At first I took larger sound files and chopped them up into really short ones. This way I had a bunch of training data that I can use both to train and test my classifier.

However, when I ran the Create ML app on the training data, I got an obscure error that the training had been interrupted. I saw that the app thought I only had 3 files when I had created a bunch more. I believe that Create ML is unable to train with really short audio files (less than a second). I ended up inserting the full sound files instead of the short ones. At this point I think I had about 8 or 9 files for either barking or not barking.

The model was created but it had a really terrible accuracy. I decided to just add a bunch more files both of dogs barking and things that weren’t dogs barking. The more examples I added the “better” the model became.

Polishing the model

Create ML has a feature where you can test your audio classifier with audio data coming from your own microphone. When I did this I noticed that the model was too biased towards no sound being barking. I’m not sure why but maybe white noise sounds more like barking than an old timey car horn?

I ended up adding a bunch of white noise and recorded some nothing to add to the model. This helped quite a bit. The last thing I did was also record some audio of myself talking so that the model would not recognize me talking as barking. This was useful so I wouldn’t get false positives during my demo video (which I ended up getting anyway in a bunch of outtakes).

Integrating the model in the app

I created a new app and promptly enabled “Use SwiftUI.” Then I promptly made a new project because I couldn’t figure out where my ViewController class was! I’ll take a look at SwiftUI later but for now I’ll focus on getting my BarkMode app actually working.

The Create ML app made a model that I could then copy into my app. It was really as simple as dragging it from one place to another.

Looking at the model in Xcode, it describes an interface with an input of “audioSamples” that takes a MultiArray of (Float32 15600). I assumed this had something to do with the number of samples per second and the bitrate of the audio. I fiddled around with the AudioToolbox framework and a few other lower level audio APIs until I discovered Apple’s documentation on the SoundAnalysis framework which provides a much, much easier method of feeding audio to the model.

I implemented the steps described and extended my ViewController to conform to the SNResultsObserving protocol. Then it was a few simple steps to write some logic to handle the app detecting no barking to barking and back to no barking, and toggling the dark mode off and on.

Finally, I added a label and an image view that takes an image with different assets for the light and dark modes, which changes automatically based on the current setting.
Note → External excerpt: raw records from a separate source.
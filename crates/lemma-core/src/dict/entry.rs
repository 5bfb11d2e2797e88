use serde::{Deserialize, Serialize};

/// Part of speech. The discriminants are the on-disk POS codes and must not
/// be reordered without a format version bump.
#[derive(Debug, Clone, Copy, PartialEq, Eq, Hash, Serialize, Deserialize)]
#[repr(u8)]
pub enum Pos {
    #[serde(rename = "no")]
    Noun = 0,
    #[serde(rename = "so")]
    Verb = 1,
    #[serde(rename = "lo")]
    Adjective = 2,
    #[serde(rename = "ao")]
    Adverb = 3,
    #[serde(rename = "fs")]
    Preposition = 4,
    #[serde(rename = "fn")]
    Pronoun = 5,
    #[serde(rename = "st")]
    Conjunction = 6,
    #[serde(rename = "to")]
    Numeral = 7,
    #[serde(rename = "gr")]
    Article = 8,
    #[serde(rename = "uh")]
    Interjection = 9,
}

impl Pos {
    pub const ALL: [Pos; 10] = [
        Pos::Noun,
        Pos::Verb,
        Pos::Adjective,
        Pos::Adverb,
        Pos::Preposition,
        Pos::Pronoun,
        Pos::Conjunction,
        Pos::Numeral,
        Pos::Article,
        Pos::Interjection,
    ];

    pub fn from_code(code: u8) -> Option<Self> {
        Self::ALL.get(code as usize).copied()
    }

    pub fn code(self) -> u8 {
        self as u8
    }

    /// Short BÍN word-class tag (`no`, `so`, `lo`, ...).
    pub fn tag(self) -> &'static str {
        match self {
            Pos::Noun => "no",
            Pos::Verb => "so",
            Pos::Adjective => "lo",
            Pos::Adverb => "ao",
            Pos::Preposition => "fs",
            Pos::Pronoun => "fn",
            Pos::Conjunction => "st",
            Pos::Numeral => "to",
            Pos::Article => "gr",
            Pos::Interjection => "uh",
        }
    }
}

/// Grammatical case. Code 0 on disk means "no case".
#[derive(Debug, Clone, Copy, PartialEq, Eq, Hash, Serialize, Deserialize)]
pub enum Case {
    #[serde(rename = "nf")]
    Nominative,
    #[serde(rename = "þf")]
    Accusative,
    #[serde(rename = "þgf")]
    Dative,
    #[serde(rename = "ef")]
    Genitive,
}

impl Case {
    pub fn from_code(code: u8) -> Option<Self> {
        match code {
            1 => Some(Case::Nominative),
            2 => Some(Case::Accusative),
            3 => Some(Case::Dative),
            4 => Some(Case::Genitive),
            _ => None,
        }
    }

    pub fn code(case: Option<Self>) -> u8 {
        match case {
            None => 0,
            Some(Case::Nominative) => 1,
            Some(Case::Accusative) => 2,
            Some(Case::Dative) => 3,
            Some(Case::Genitive) => 4,
        }
    }
}

/// Grammatical gender. Code 0 on disk means "no gender".
#[derive(Debug, Clone, Copy, PartialEq, Eq, Hash, Serialize, Deserialize)]
pub enum Gender {
    #[serde(rename = "kk")]
    Masculine,
    #[serde(rename = "kvk")]
    Feminine,
    #[serde(rename = "hk")]
    Neuter,
}

impl Gender {
    pub fn from_code(code: u8) -> Option<Self> {
        match code {
            1 => Some(Gender::Masculine),
            2 => Some(Gender::Feminine),
            3 => Some(Gender::Neuter),
            _ => None,
        }
    }

    pub fn code(gender: Option<Self>) -> u8 {
        match gender {
            None => 0,
            Some(Gender::Masculine) => 1,
            Some(Gender::Feminine) => 2,
            Some(Gender::Neuter) => 3,
        }
    }
}

#[derive(Debug, Clone, Copy, PartialEq, Eq, Hash, Serialize, Deserialize)]
pub enum Number {
    #[serde(rename = "et")]
    Singular,
    #[serde(rename = "ft")]
    Plural,
}

impl Number {
    pub fn code(number: Option<Self>) -> u8 {
        match number {
            Some(Number::Plural) => 1,
            _ => 0,
        }
    }
}

/// One decoded entry record, before the lemma index is resolved to a string.
#[derive(Debug, Clone, Copy, PartialEq, Eq)]
pub struct PackedEntry {
    pub lemma_idx: u32,
    pub pos_code: u8,
    pub case_code: u8,
    pub gender_code: u8,
    pub number_code: u8,
}

/// Entry record packing scheme, chosen once from the header version.
///
/// - `Narrow` (version 1): `lemma_idx << 4 | pos`
/// - `Morphological` (version 2): `lemma_idx << 10 | number << 9 | gender << 7 | case << 4 | pos`
#[derive(Debug, Clone, Copy, PartialEq, Eq)]
pub enum EntryFormat {
    Narrow,
    Morphological,
}

impl EntryFormat {
    pub fn from_version(version: u32) -> Option<Self> {
        match version {
            1 => Some(EntryFormat::Narrow),
            2 => Some(EntryFormat::Morphological),
            _ => None,
        }
    }

    pub fn version(self) -> u32 {
        match self {
            EntryFormat::Narrow => 1,
            EntryFormat::Morphological => 2,
        }
    }

    /// Largest lemma index the packing can hold.
    pub fn max_lemma_idx(self) -> u32 {
        match self {
            EntryFormat::Narrow => u32::MAX >> 4,
            EntryFormat::Morphological => u32::MAX >> 10,
        }
    }

    pub fn unpack(self, packed: u32) -> PackedEntry {
        match self {
            EntryFormat::Narrow => PackedEntry {
                lemma_idx: packed >> 4,
                pos_code: (packed & 0xF) as u8,
                case_code: 0,
                gender_code: 0,
                number_code: 0,
            },
            EntryFormat::Morphological => PackedEntry {
                lemma_idx: packed >> 10,
                pos_code: (packed & 0xF) as u8,
                case_code: ((packed >> 4) & 0x7) as u8,
                gender_code: ((packed >> 7) & 0x3) as u8,
                number_code: ((packed >> 9) & 0x1) as u8,
            },
        }
    }

    /// Pack an entry. Returns `None` when the lemma index does not fit.
    /// Morphology fields are dropped by the narrow layout.
    pub fn pack(self, entry: PackedEntry) -> Option<u32> {
        if entry.lemma_idx > self.max_lemma_idx() {
            return None;
        }
        let pos = u32::from(entry.pos_code & 0xF);
        Some(match self {
            EntryFormat::Narrow => (entry.lemma_idx << 4) | pos,
            EntryFormat::Morphological => {
                (entry.lemma_idx << 10)
                    | (u32::from(entry.number_code & 0x1) << 9)
                    | (u32::from(entry.gender_code & 0x3) << 7)
                    | (u32::from(entry.case_code & 0x7) << 4)
                    | pos
            }
        })
    }
}

/// One reading of a word form: lemma, part of speech and (version 2 only)
/// morphology.
#[derive(Debug, Clone, PartialEq, Eq, Serialize, Deserialize)]
pub struct Candidate {
    pub lemma: String,
    pub pos: Pos,
    #[serde(default, skip_serializing_if = "Option::is_none")]
    pub case: Option<Case>,
    #[serde(default, skip_serializing_if = "Option::is_none")]
    pub gender: Option<Gender>,
    #[serde(default, skip_serializing_if = "Option::is_none")]
    pub number: Option<Number>,
}

impl Candidate {
    pub fn new(lemma: impl Into<String>, pos: Pos) -> Self {
        Self {
            lemma: lemma.into(),
            pos,
            case: None,
            gender: None,
            number: None,
        }
    }

    pub fn with_morphology(
        mut self,
        case: Option<Case>,
        gender: Option<Gender>,
        number: Option<Number>,
    ) -> Self {
        self.case = case;
        self.gender = gender;
        self.number = number;
        self
    }

    /// Build from a decoded record. Unknown POS codes (the builder writes 10
    /// for an unmapped word class) read as nouns. Number has no "unset" code,
    /// so it is only reported alongside a case or gender.
    pub(crate) fn from_packed(lemma: String, entry: &PackedEntry) -> Self {
        let case = Case::from_code(entry.case_code);
        let gender = Gender::from_code(entry.gender_code);
        let number = if case.is_some() || gender.is_some() {
            Some(if entry.number_code == 1 {
                Number::Plural
            } else {
                Number::Singular
            })
        } else {
            None
        };
        Self {
            lemma,
            pos: Pos::from_code(entry.pos_code).unwrap_or(Pos::Noun),
            case,
            gender,
            number,
        }
    }

    pub(crate) fn to_packed(&self, lemma_idx: u32) -> PackedEntry {
        PackedEntry {
            lemma_idx,
            pos_code: self.pos.code(),
            case_code: Case::code(self.case),
            gender_code: Gender::code(self.gender),
            number_code: Number::code(self.number),
        }
    }
}
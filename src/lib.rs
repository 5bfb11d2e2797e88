//! Lemmatization for Icelandic search.
//!
//! [`Lemmatizer`] bundles a binary dictionary with the known-lemma set the
//! compound splitter needs. Load it once per process with [`init_shared`]
//! and query it from anywhere through [`shared`], or own one directly.

// FFI functions perform null checks before dereferencing raw pointers.
// Clippy cannot verify this statically, so we allow it at crate level.
#![allow(clippy::not_unsafe_ptr_arg_deref)]

pub mod ffi;
mod lemmatizer;
pub mod search;
pub mod trace_init;

#[cfg(test)]
mod tests;

use std::path::Path;
use std::sync::{Arc, Mutex, OnceLock, PoisonError};

pub use lemma_core::settings;
pub use lemma_core::{
    BinaryDictionary, Candidate, Case, CompoundSplit, DictError, DisambiguatedToken, Dictionary,
    DictionaryBuilder, EntryFormat, FormatError, Gender, MembershipKind, Number, Phase, Pos,
};
pub use lemmatizer::Lemmatizer;

static SHARED: OnceLock<Arc<Lemmatizer>> = OnceLock::new();
static SHARED_INIT: Mutex<()> = Mutex::new(());

/// Load the process-wide lemmatizer from `path`, or return the one already
/// loaded. The dictionary is opened at most once.
pub fn init_shared(path: &Path) -> Result<Arc<Lemmatizer>, DictError> {
    if let Some(lz) = SHARED.get() {
        return Ok(Arc::clone(lz));
    }
    let _guard = SHARED_INIT.lock().unwrap_or_else(PoisonError::into_inner);
    if let Some(lz) = SHARED.get() {
        return Ok(Arc::clone(lz));
    }
    let lz = Arc::new(Lemmatizer::open(path)?);
    let _ = SHARED.set(Arc::clone(&lz));
    Ok(lz)
}

/// The process-wide lemmatizer, if [`init_shared`] has succeeded.
pub fn shared() -> Option<Arc<Lemmatizer>> {
    SHARED.get().cloned()
}
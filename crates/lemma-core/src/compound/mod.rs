//! Two-way compound splitting.
//!
//! A word is split at most once: every split point is tried, both halves must
//! map to known lemmas, and the best-scoring split wins. Hyphenated unknown
//! words take a separate path that splits on every hyphen without scoring.

pub mod scoring;

use std::collections::HashSet;

use serde::Serialize;
use tracing::{debug, debug_span};

use crate::dict::Dictionary;
use crate::lemma_set::LemmaSet;
use crate::settings::{settings, CompoundSettings};
use crate::unicode::{char_len, is_hyphen, normalize, split_at_char};

use self::scoring::{SplitFeatures, LINKING_MULTIPLIER, MAX_SCORE};

/// Fixed confidence of a hyphen split.
pub const HYPHEN_CONFIDENCE: f64 = 0.9;

/// Outcome of splitting one word.
#[derive(Debug, Clone, PartialEq, Serialize)]
pub struct CompoundSplit {
    pub word: String,
    /// Constituent lemmas for a compound, otherwise the word's own lemmas.
    pub parts: Vec<String>,
    pub confidence: f64,
    pub is_compound: bool,
}

impl CompoundSplit {
    /// Terms to index: `parts` plus the lowercased word itself.
    pub fn index_terms(&self) -> Vec<String> {
        let mut terms = self.parts.clone();
        let word = normalize(&self.word);
        if !word.is_empty() && !terms.contains(&word) {
            terms.push(word);
        }
        terms
    }
}

/// A scored split point.
#[derive(Debug, Clone)]
struct SplitCandidate {
    left: Vec<String>,
    right: Vec<String>,
    score: f64,
}

pub struct CompoundSplitter<'a> {
    dict: &'a dyn Dictionary,
    lemmas: &'a dyn LemmaSet,
    settings: &'a CompoundSettings,
}

impl<'a> CompoundSplitter<'a> {
    /// Splitter using the global settings.
    pub fn new(dict: &'a dyn Dictionary, lemmas: &'a dyn LemmaSet) -> Self {
        Self::with_settings(dict, lemmas, &settings().compound)
    }

    pub fn with_settings(
        dict: &'a dyn Dictionary,
        lemmas: &'a dyn LemmaSet,
        settings: &'a CompoundSettings,
    ) -> Self {
        Self {
            dict,
            lemmas,
            settings,
        }
    }

    pub fn split(&self, word: &str) -> CompoundSplit {
        let normalized = normalize(word);
        let _span = debug_span!("split", word = %normalized).entered();
        let candidates = self.dict.candidates(&normalized);
        let known = !candidates.is_empty();

        let primary_protected = candidates
            .first()
            .is_some_and(|c| self.settings.protected_lemmas.contains(&c.lemma));
        if self.settings.protected_lemmas.contains(&normalized) || primary_protected {
            debug!("protected");
            return self.atomic(word, &normalized, known);
        }

        if !known && normalized.chars().any(is_hyphen) {
            if let Some(split) = self.split_hyphenated(word, &normalized) {
                return split;
            }
        }

        let len = char_len(&normalized);
        if candidates.len() == 1 && len < self.settings.atomic_word_max_len {
            return self.atomic(word, &normalized, known);
        }
        if len < 2 * self.settings.min_part_length {
            return self.atomic(word, &normalized, known);
        }

        let Some(best) = self.best_split(&normalized, len) else {
            return self.atomic(word, &normalized, known);
        };
        if known && best.score <= self.settings.known_word_threshold {
            debug!(score = best.score, "below known-word threshold");
            return self.atomic(word, &normalized, known);
        }

        let mut parts = best.left;
        for lemma in best.right {
            if !parts.contains(&lemma) {
                parts.push(lemma);
            }
        }
        let confidence = (best.score / MAX_SCORE).clamp(0.0, 1.0);
        debug!(?parts, score = best.score, confidence, "split");
        CompoundSplit {
            word: word.to_string(),
            parts,
            confidence,
            is_compound: true,
        }
    }

    /// "Not a compound": the word's own lemmas.
    fn atomic(&self, word: &str, normalized: &str, known: bool) -> CompoundSplit {
        CompoundSplit {
            word: word.to_string(),
            parts: self.dict.lemmas(normalized),
            confidence: if known { 1.0 } else { 0.0 },
            is_compound: false,
        }
    }

    fn split_hyphenated(&self, word: &str, normalized: &str) -> Option<CompoundSplit> {
        let segments: Vec<&str> = normalized
            .split(is_hyphen)
            .filter(|s| !s.is_empty())
            .collect();
        if segments.len() < 2 {
            return None;
        }
        let mut parts: Vec<String> = Vec::new();
        for segment in segments {
            for lemma in self.dict.lemmas(segment) {
                if !parts.contains(&lemma) {
                    parts.push(lemma);
                }
            }
        }
        debug!(?parts, "hyphen split");
        Some(CompoundSplit {
            word: word.to_string(),
            parts,
            confidence: HYPHEN_CONFIDENCE,
            is_compound: true,
        })
    }

    fn best_split(&self, word: &str, len: usize) -> Option<SplitCandidate> {
        let min = self.settings.min_part_length;
        let mut best: Option<SplitCandidate> = None;
        for i in min..=len - min {
            let (left, right) = split_at_char(word, i);
            let right_lemmas = self.known_lemmas(right);
            if right_lemmas.is_empty() {
                continue;
            }

            let direct = self.known_lemmas(left);
            let mut found: Vec<(&str, Vec<String>, f64)> = Vec::new();
            if !direct.is_empty() {
                found.push((left, direct, 1.0));
            }
            found.extend(
                self.strip_linking(left)
                    .map(|(stem, lemmas)| (stem, lemmas, LINKING_MULTIPLIER)),
            );

            for (stem, left_lemmas, multiplier) in found {
                let features = self.features(stem, &left_lemmas, right, &right_lemmas);
                let score = scoring::score(&features) * multiplier;
                if best.as_ref().map_or(true, |b| score > b.score) {
                    best = Some(SplitCandidate {
                        left: left_lemmas,
                        right: right_lemmas.clone(),
                        score,
                    });
                }
            }
        }
        best
    }

    /// Left stems with a linking letter removed that still map to known lemmas.
    fn strip_linking<'w>(
        &'w self,
        left: &'w str,
    ) -> impl Iterator<Item = (&'w str, Vec<String>)> + 'w {
        self.settings.linking_letters.iter().filter_map(move |link| {
            let stem = left.strip_suffix(link.as_str())?;
            if char_len(stem) < self.settings.min_part_length {
                return None;
            }
            let lemmas = self.known_lemmas(stem);
            (!lemmas.is_empty()).then_some((stem, lemmas))
        })
    }

    /// Dictionary lemmas of `part` that are also in the lemma set.
    fn known_lemmas(&self, part: &str) -> Vec<String> {
        let mut out: Vec<String> = Vec::new();
        for c in self.dict.readings(part) {
            if self.lemmas.contains(&c.lemma) && !out.contains(&c.lemma) {
                out.push(c.lemma);
            }
        }
        out
    }

    fn features(
        &self,
        left: &str,
        left_lemmas: &[String],
        right: &str,
        right_lemmas: &[String],
    ) -> SplitFeatures {
        let in_set = |set: &HashSet<String>, part: &str, lemmas: &[String]| {
            set.contains(part) || lemmas.iter().any(|l| set.contains(l))
        };
        SplitFeatures {
            left_len: char_len(left),
            right_len: char_len(right),
            right_is_tail: in_set(&self.settings.common_tails, right, right_lemmas),
            left_common: in_set(&self.settings.common_words, left, left_lemmas),
            right_common: in_set(&self.settings.common_words, right, right_lemmas),
        }
    }
}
The model runs pretty quickly. Here’s a gif of the terminal output from the logging whenever some sound data comes in:

If you want to see the app in action, I created this video to demonstrate:

As it is, this app isn’t very useful for much of anything, but I could see a few potential uses for the model I trained:

  1. Write an app that detects your dog is unhappy when it’s at home and triggers a home automation action like playing music or shooting a treat at your dog
  2. Detect if suspicious sound at your house is a robber or just a dog
  3. Classify different types of barks and make a dog barking translation app
  4. For people who are allergic to dogs, advance warning of incoming dog

I’ve posted the full project to Github in case you’re curious about how I implemented the app. I didn’t upload the Create ML project but it just has a bunch of sound effect files and files of me saying gibberish. The model included in the Github repo should work fine anyway.

I’m pretty happy with my end result. It’s fun to play around with new APIs and now I can say that I’ve trained an ML model to classify sounds, in addition to implementing Dark Mode! Hopefully I’ll have some time to play with other APIs that were introduced to iOS soon.